I was one of many reporters across the country to write about a startling immigration trend outlined in a recent report by the Pew Research Center: Asians had surpassed Hispanics as the No. 1 group of recent immigrants to the United States.

The study went on to say, "Asian-Americans are the highest-income, best-educated and fastest-growing racial group in the U.S." To bolster their conclusions, researchers cited facts such as these:

• Asians make up about three-quarters of the new H-1B visa holders in the country. And people from one country, in particular -- India -- make up 56 percent of those who are here on H-1B visas. (H-1B visas are temporary work visas issued to people from other countries who have special skills.)

• More than 60 percent of adults between the ages of 25 and 64 who have recently come from Asia hold a bachelor's degree or higher. That's double the share among recent arrivals from elsewhere, making the new Asian immigrants the most highly educated group of immigrants in U.S. history.

Soon after the report came out, there was backlash from some Asian-American groups. They criticized Pew for playing into a "model minority myth" by painting a glowing picture of all Asian immigrants and their children based on data from select feeder countries.

That critique means something in Minnesota, where the Hmong represent the largest Asian group.

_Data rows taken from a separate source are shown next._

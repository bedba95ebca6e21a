use serde::Serialize;

#[derive(Serialize)]
pub struct CliResponse<T: Serialize> {
    pub success: bool,
    pub api_version: &'static str,
    #[serde(skip_serializing_if = "Option::is_none")]
    pub data: Option<T>,
    #[serde(skip_serializing_if = "Option::is_none")]
    pub error: Option<String>,
}

#[derive(Serialize)]
pub struct ListResponse<T: Serialize> {
    pub items: Vec<T>,
    pub count: usize,
}

pub fn output_success<T: Serialize>(data: T) {
    let response = CliResponse {
        success: true,
        api_version: env!("CARGO_PKG_VERSION"),
        data: Some(data),
        error: None,
    };
    println!("{}", serde_json::to_string(&response).unwrap());
}

pub fn output_list<T: Serialize>(items: Vec<T>) {
    let count = items.len();
    let list = ListResponse { items, count };
    output_success(list);
}

/// Outputs an error response to stderr and exits with code 1.
pub fn output_error(message: &str) -> ! {
    let response: CliResponse<()> = CliResponse {
        success: false,
        api_version: env!("CARGO_PKG_VERSION"),
        data: None,
        error: Some(message.to_string()),
    };
    eprintln!("{}", serde_json::to_string(&response).unwrap());
    std::process::exit(1);
}
//! Connected components and bipartiteness, both flood fills built on
//! [`breadth_first`].

use serde::{Deserialize, Serialize};
use std::collections::{HashMap, HashSet};

use super::traversal::breadth_first;
use crate::graph::{ColorMap, Graph, VertexId};

/// Split `graph` into its connected components
///
/// Each component is a standalone [`Graph`] holding clones of the reached
/// vertices (ids preserved) and every edge whose endpoints both fall in
/// it. Components come out in the order their first vertex was inserted
/// into `graph`; vertices inside a component are in BFS order.
pub fn connected_components(graph: &Graph) -> Vec<Graph> {
    let mut colors = ColorMap::for_graph(graph);
    colors.clear();
    let mut components = Vec::new();

    while let Some(start) = colors.first_unvisited(graph) {
        let outcome = breadth_first(graph, start, colors, |_| {}, |_| false);
        colors = outcome.colors;

        let members: HashSet<VertexId> = outcome.visited.iter().copied().collect();
        let mut component = Graph::new();
        for &id in &outcome.visited {
            if let Some(vertex) = graph.vertex(id) {
                component.add_vertex(vertex.clone());
            }
        }
        for edge in graph.edges() {
            if members.contains(&edge.vertex1) && members.contains(&edge.vertex2) {
                component.add_edge(*edge);
            }
        }

        components.push(component);
    }

    tracing::debug!("Found {} connected components", components.len());
    components
}

/// Check if every vertex can reach every other one
///
/// The empty graph counts as connected.
pub fn is_connected(graph: &Graph) -> bool {
    connected_components(graph).len() <= 1
}

/// One of the two color classes of a two-coloring
#[derive(Debug, Clone, Copy, PartialEq, Eq, Hash, Serialize, Deserialize)]
#[serde(rename_all = "kebab-case")]
pub enum Side {
    Left,
    Right,
}

impl Side {
    pub fn opposite(self) -> Self {
        match self {
            Side::Left => Side::Right,
            Side::Right => Side::Left,
        }
    }
}

/// A BFS two-coloring of a graph and whether it is proper
#[derive(Debug, Clone)]
pub struct TwoColoring {
    sides: HashMap<VertexId, Side>,
    left: Vec<VertexId>,
    right: Vec<VertexId>,
    bipartite: bool,
}

impl TwoColoring {
    /// True when no edge joins two vertices of the same side
    pub fn is_bipartite(&self) -> bool {
        self.bipartite
    }

    pub fn side(&self, vertex: VertexId) -> Option<Side> {
        self.sides.get(&vertex).copied()
    }

    /// Both color classes, each in vertex insertion order
    ///
    /// Only a true bipartition when [`TwoColoring::is_bipartite`] holds.
    pub fn partitions(&self) -> (&[VertexId], &[VertexId]) {
        (&self.left, &self.right)
    }
}

/// Two-color `graph` wave by wave
///
/// Every BFS wave starts from the first still-unvisited vertex, which
/// gets [`Side::Left`]. A vertex reached for the first time takes the
/// opposite side of the vertex that reached it; sides are never
/// overwritten. A final pass over the edges decides bipartiteness.
pub fn two_coloring(graph: &Graph) -> TwoColoring {
    let mut colors = ColorMap::for_graph(graph);
    colors.clear();
    let mut sides: HashMap<VertexId, Side> = HashMap::new();

    while let Some(start) = colors.first_unvisited(graph) {
        sides.insert(start, Side::Left);
        let outcome = breadth_first(
            graph,
            start,
            colors,
            |vertex| {
                let side = sides.get(&vertex).copied().unwrap_or(Side::Left);
                for neighbor in graph.neighbors(vertex) {
                    sides.entry(neighbor).or_insert(side.opposite());
                }
            },
            |_| false,
        );
        colors = outcome.colors;
    }

    let bipartite = graph
        .edges()
        .iter()
        .all(|e| sides.get(&e.vertex1) != sides.get(&e.vertex2));

    let (mut left, mut right) = (Vec::new(), Vec::new());
    for vertex in graph.vertices() {
        match sides.get(&vertex.id()) {
            Some(Side::Left) => left.push(vertex.id()),
            Some(Side::Right) => right.push(vertex.id()),
            None => {}
        }
    }

    tracing::debug!(
        "Two-coloring: {} left, {} right, bipartite={}",
        left.len(),
        right.len(),
        bipartite
    );

    TwoColoring {
        sides,
        left,
        right,
        bipartite,
    }
}

/// Check if `graph` has no odd cycle
pub fn is_bipartite(graph: &Graph) -> bool {
    two_coloring(graph).is_bipartite()
}
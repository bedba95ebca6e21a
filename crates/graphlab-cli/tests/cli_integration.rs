use assert_cmd::Command;
use predicates::prelude::*;
use serde_json::Value;

fn graphlab() -> Command {
    let mut cmd = Command::cargo_bin("graphlab").unwrap();
    cmd.env_remove("GRAPHLAB_DEBUG_LOG");
    cmd
}

fn parse_json_output(output: &[u8]) -> Value {
    serde_json::from_slice(output).expect("Failed to parse JSON output")
}

fn run(args: &[&str]) -> Value {
    let output = graphlab()
        .args(args)
        .assert()
        .success()
        .get_output()
        .stdout
        .clone();
    let json = parse_json_output(&output);
    assert!(json["success"].as_bool().unwrap());
    json
}

fn strings(value: &Value) -> Vec<String> {
    value
        .as_array()
        .unwrap()
        .iter()
        .map(|v| v.as_str().unwrap().to_string())
        .collect()
}

const TRIANGLE: [&str; 6] = ["--edge", "A-B:1", "--edge", "B-C:2", "--edge", "A-C:5"];

mod stats_tests {
    use super::*;

    #[test]
    fn test_stats() {
        let mut args = TRIANGLE.to_vec();
        args.push("stats");
        let json = run(&args);

        assert_eq!(json["data"]["vertices"], 3);
        assert_eq!(json["data"]["edges"], 3);
        assert_eq!(json["data"]["total_degree"], 6);
        assert_eq!(json["data"]["total_weight"], 8.0);
        assert_eq!(json["data"]["adjacency"][0], "A => [B(1), C(5)]");
    }

    #[test]
    fn test_rejects_duplicate_edge() {
        graphlab()
            .args(["--edge", "A-B", "--edge", "B-A", "stats"])
            .assert()
            .failure()
            .stderr(predicate::str::contains("duplicate"));
    }
}

mod search_tests {
    use super::*;

    const STAR: [&str; 6] = ["--edge", "X-A", "--edge", "X-B", "--edge", "X-C"];

    #[test]
    fn test_bfs_star() {
        let mut args = STAR.to_vec();
        args.extend(["search", "--strategy", "bfs", "--start", "X"]);
        let json = run(&args);

        assert_eq!(strings(&json["data"]["visited"]), vec!["X", "A", "B", "C"]);
        assert_eq!(json["data"]["strategy"], "breadth-first");
        assert_eq!(json["data"]["visits"].as_array().unwrap().len(), 4);
        assert!(json["data"]["found"].is_null());
    }

    #[test]
    fn test_dfs_stops_at_target() {
        let json = run(&[
            "--edge", "A-B", "--edge", "B-C", "--edge", "C-D", "search", "--strategy", "dfs",
            "--stop", "C",
        ]);

        assert_eq!(json["data"]["found"], "C");
        assert_eq!(strings(&json["data"]["visited"]), vec!["A", "B", "C"]);
    }

    #[test]
    fn test_unknown_start_vertex() {
        graphlab()
            .args(["--edge", "A-B", "search", "--start", "Q"])
            .assert()
            .failure()
            .stderr(predicate::str::contains("Vertex not found"));
    }
}

mod structure_tests {
    use super::*;

    #[test]
    fn test_components() {
        let json = run(&["--vertex", "Z", "--edge", "A-B", "--edge", "C-D", "components"]);

        assert_eq!(json["data"]["count"], 3);
        assert_eq!(strings(&json["data"]["items"][0]["vertices"]), vec!["Z"]);
        assert_eq!(strings(&json["data"]["items"][1]["vertices"]), vec!["A", "B"]);
    }

    #[test]
    fn test_bipartite() {
        let json = run(&[
            "--edge", "A-B", "--edge", "B-C", "--edge", "C-D", "--edge", "D-A", "bipartite",
        ]);
        assert_eq!(json["data"]["bipartite"], true);
        assert_eq!(strings(&json["data"]["left"]), vec!["A", "C"]);

        let json = run(&["--edge", "A-B", "--edge", "B-C", "--edge", "C-A", "bipartite"]);
        assert_eq!(json["data"]["bipartite"], false);
    }
}

mod path_tree_tests {
    use super::*;

    #[test]
    fn test_dijkstra() {
        let mut args = TRIANGLE.to_vec();
        args.extend(["dijkstra", "--start", "A"]);
        let json = run(&args);

        let c = &json["data"]["vertices"][2];
        assert_eq!(c["vertex"], "C");
        assert_eq!(c["distance"], 3.0);
        assert_eq!(c["previous"], "B");
        assert_eq!(strings(&c["path"]), vec!["A", "B", "C"]);
        assert_eq!(json["data"]["queue"], "priority");
    }

    #[test]
    fn test_dijkstra_unreachable() {
        let json = run(&["--vertex", "Z", "--edge", "A-B", "dijkstra", "--start", "A", "--fifo"]);

        let z = &json["data"]["vertices"][0];
        assert_eq!(z["vertex"], "Z");
        assert!(z["distance"].is_null());
        assert!(z["path"].is_null());
        assert_eq!(json["data"]["queue"], "fifo");
    }

    #[test]
    fn test_mst_both_algorithms() {
        for algorithm in ["kruskal", "prim"] {
            let mut args = TRIANGLE.to_vec();
            args.extend(["mst", "--algorithm", algorithm]);
            let json = run(&args);

            assert_eq!(json["data"]["algorithm"], algorithm);
            assert_eq!(json["data"]["total_weight"], 3.0);
            assert_eq!(json["data"]["edges"].as_array().unwrap().len(), 2);
        }
    }

    #[test]
    fn test_mst_disconnected_fails() {
        graphlab()
            .args(["--edge", "A-B", "--edge", "C-D", "mst"])
            .assert()
            .failure()
            .stderr(predicate::str::contains("disconnected"));
    }
}

#[test]
fn test_completions() {
    graphlab()
        .args(["completions", "bash"])
        .assert()
        .success()
        .stdout(predicate::str::contains("graphlab"));
}
pub mod shortest_path;
pub mod spanning_tree;
pub mod structure;
pub mod traversal;

mod queue;

pub use shortest_path::{dijkstra, dijkstra_with, QueueDiscipline, ShortestPaths};
pub use spanning_tree::{kruskal, minimum_spanning_tree, prim, MstAlgorithm, SpanningTree};
pub use structure::{
    connected_components, is_bipartite, is_connected, two_coloring, Side, TwoColoring,
};
pub use traversal::{breadth_first, depth_first, search, SearchOutcome, Strategy};
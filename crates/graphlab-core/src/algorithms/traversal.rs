//! Generic depth-first and breadth-first search.
//!
//! Both strategies are driven by two callbacks: a *visit* function called
//! once per vertex as it is reached, and a *stop* predicate checked right
//! after each visit. When the predicate holds the walk halts and that
//! vertex becomes [`SearchOutcome::found`].
//!
//! Neither strategy recurses, so deep graphs cannot overflow the stack.
//! The depth-first walk keeps an explicit stack of neighbor cursors which
//! reproduces the recursive visit order exactly.

use serde::{Deserialize, Serialize};
use std::collections::VecDeque;

use crate::graph::{Color, ColorMap, Graph, VertexId};
use crate::{GraphError, GraphResult};

/// Traversal strategy selected by the caller
#[derive(Debug, Clone, Copy, PartialEq, Eq, Default, Serialize, Deserialize)]
#[serde(rename_all = "kebab-case")]
pub enum Strategy {
    #[default]
    DepthFirst,
    BreadthFirst,
}

impl Strategy {
    /// Walk `graph` from `start` with this strategy
    ///
    /// `colors` must already be cleared; [`search`] does that for you.
    pub fn explore<V, S>(
        self,
        graph: &Graph,
        start: VertexId,
        colors: ColorMap,
        visit: V,
        stop: S,
    ) -> SearchOutcome
    where
        V: FnMut(VertexId),
        S: FnMut(VertexId) -> bool,
    {
        match self {
            Strategy::DepthFirst => depth_first(graph, start, colors, visit, stop),
            Strategy::BreadthFirst => breadth_first(graph, start, colors, visit, stop),
        }
    }
}

/// Result of a search
#[derive(Debug, Clone, Default)]
pub struct SearchOutcome {
    /// First vertex for which the stop predicate held
    pub found: Option<VertexId>,
    /// Every visited vertex, in visit order
    pub visited: Vec<VertexId>,
    /// Final color of every vertex
    pub colors: ColorMap,
}

/// Run a search over `graph`
///
/// Starts at `start`, or at the first inserted vertex when `None`.
/// Colors are reset before the walk begins. An empty graph yields an
/// empty outcome.
///
/// # Errors
///
/// [`GraphError::VertexNotFound`] if `start` is not a vertex of `graph`.
pub fn search<V, S>(
    graph: &Graph,
    start: Option<VertexId>,
    strategy: Strategy,
    visit: V,
    stop: S,
) -> GraphResult<SearchOutcome>
where
    V: FnMut(VertexId),
    S: FnMut(VertexId) -> bool,
{
    let start = match start.or_else(|| graph.first_vertex()) {
        Some(start) => start,
        None => return Ok(SearchOutcome::default()),
    };

    if !graph.contains_vertex(start) {
        return Err(GraphError::VertexNotFound(start.to_string()));
    }

    tracing::debug!(
        "Searching {:?} from {} over {} vertices",
        strategy,
        graph.label(start),
        graph.vertex_count()
    );

    let mut colors = ColorMap::for_graph(graph);
    colors.clear();
    Ok(strategy.explore(graph, start, colors, visit, stop))
}

/// Depth-first walk from `start`
///
/// Neighbors are followed in the order [`Graph::incident_edges`] returns
/// them. A vertex is colored [`Color::Discovered`] when entered and
/// [`Color::Finished`] once all of its neighbors have been examined.
pub fn depth_first<V, S>(
    graph: &Graph,
    start: VertexId,
    colors: ColorMap,
    visit: V,
    stop: S,
) -> SearchOutcome
where
    V: FnMut(VertexId),
    S: FnMut(VertexId) -> bool,
{
    let mut walker = Walker::new(colors, visit, stop);

    if walker.enter(start) {
        return walker.finish(Some(start));
    }

    let mut stack = vec![Frame::new(graph, start)];

    while let Some(frame) = stack.last_mut() {
        match frame.next_neighbor() {
            Some(neighbor) => {
                if !walker.colors.is_unvisited(neighbor) {
                    continue;
                }
                if walker.enter(neighbor) {
                    return walker.finish(Some(neighbor));
                }
                stack.push(Frame::new(graph, neighbor));
            }
            None => {
                let done = frame.vertex;
                stack.pop();
                walker.colors.set(done, Color::Finished);
            }
        }
    }

    walker.finish(None)
}

/// Breadth-first walk from `start`
///
/// Vertices are visited in non-decreasing hop distance from `start`, ties
/// broken by enqueue order. Enqueued vertices are marked
/// [`Color::Discovered`] so they are never queued twice.
pub fn breadth_first<V, S>(
    graph: &Graph,
    start: VertexId,
    colors: ColorMap,
    visit: V,
    stop: S,
) -> SearchOutcome
where
    V: FnMut(VertexId),
    S: FnMut(VertexId) -> bool,
{
    let mut walker = Walker::new(colors, visit, stop);
    let mut queue = VecDeque::from([start]);
    walker.colors.set(start, Color::Discovered);

    while let Some(vertex) = queue.pop_front() {
        if walker.enter(vertex) {
            return walker.finish(Some(vertex));
        }

        for neighbor in graph.neighbors(vertex) {
            if walker.colors.is_unvisited(neighbor) {
                walker.colors.set(neighbor, Color::Discovered);
                queue.push_back(neighbor);
            }
        }

        walker.colors.set(vertex, Color::Finished);
    }

    walker.finish(None)
}

/// Shared bookkeeping for both strategies
struct Walker<V, S> {
    colors: ColorMap,
    visited: Vec<VertexId>,
    visit: V,
    stop: S,
}

impl<V, S> Walker<V, S>
where
    V: FnMut(VertexId),
    S: FnMut(VertexId) -> bool,
{
    fn new(colors: ColorMap, visit: V, stop: S) -> Self {
        Self {
            colors,
            visited: Vec::new(),
            visit,
            stop,
        }
    }

    /// Visit a vertex and report whether the walk should stop there
    fn enter(&mut self, vertex: VertexId) -> bool {
        (self.visit)(vertex);
        self.visited.push(vertex);
        self.colors.set(vertex, Color::Discovered);
        tracing::trace!("Visited {} (step {})", vertex, self.visited.len());
        (self.stop)(vertex)
    }

    fn finish(self, found: Option<VertexId>) -> SearchOutcome {
        SearchOutcome {
            found,
            visited: self.visited,
            colors: self.colors,
        }
    }
}

/// A vertex on the depth-first stack and how far through its neighbors we are
struct Frame {
    vertex: VertexId,
    neighbors: Vec<VertexId>,
    cursor: usize,
}

impl Frame {
    fn new(graph: &Graph, vertex: VertexId) -> Self {
        Self {
            vertex,
            neighbors: graph.neighbors(vertex),
            cursor: 0,
        }
    }

    fn next_neighbor(&mut self) -> Option<VertexId> {
        let next = self.neighbors.get(self.cursor).copied();
        self.cursor += 1;
        next
    }
}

Consider this stat from the Council on Asian Pacific Minnesotans: The unemployment rate is much higher for Minnesota's Hmong population (12.6 percent) than it is for all Minnesota Asians (10 percent) and for white Minnesotans (6.6 percent).

In their report, Pew researchers focused on the six largest Asian subgroups in the United States: Chinese, Filipino, Indian, Vietnamese, Korean, and Japanese.

By overlooking the struggles of immigrants from countries such as Cambodia and Laos, critics say, the study did not tell the whole story of how Asian Americans are faring.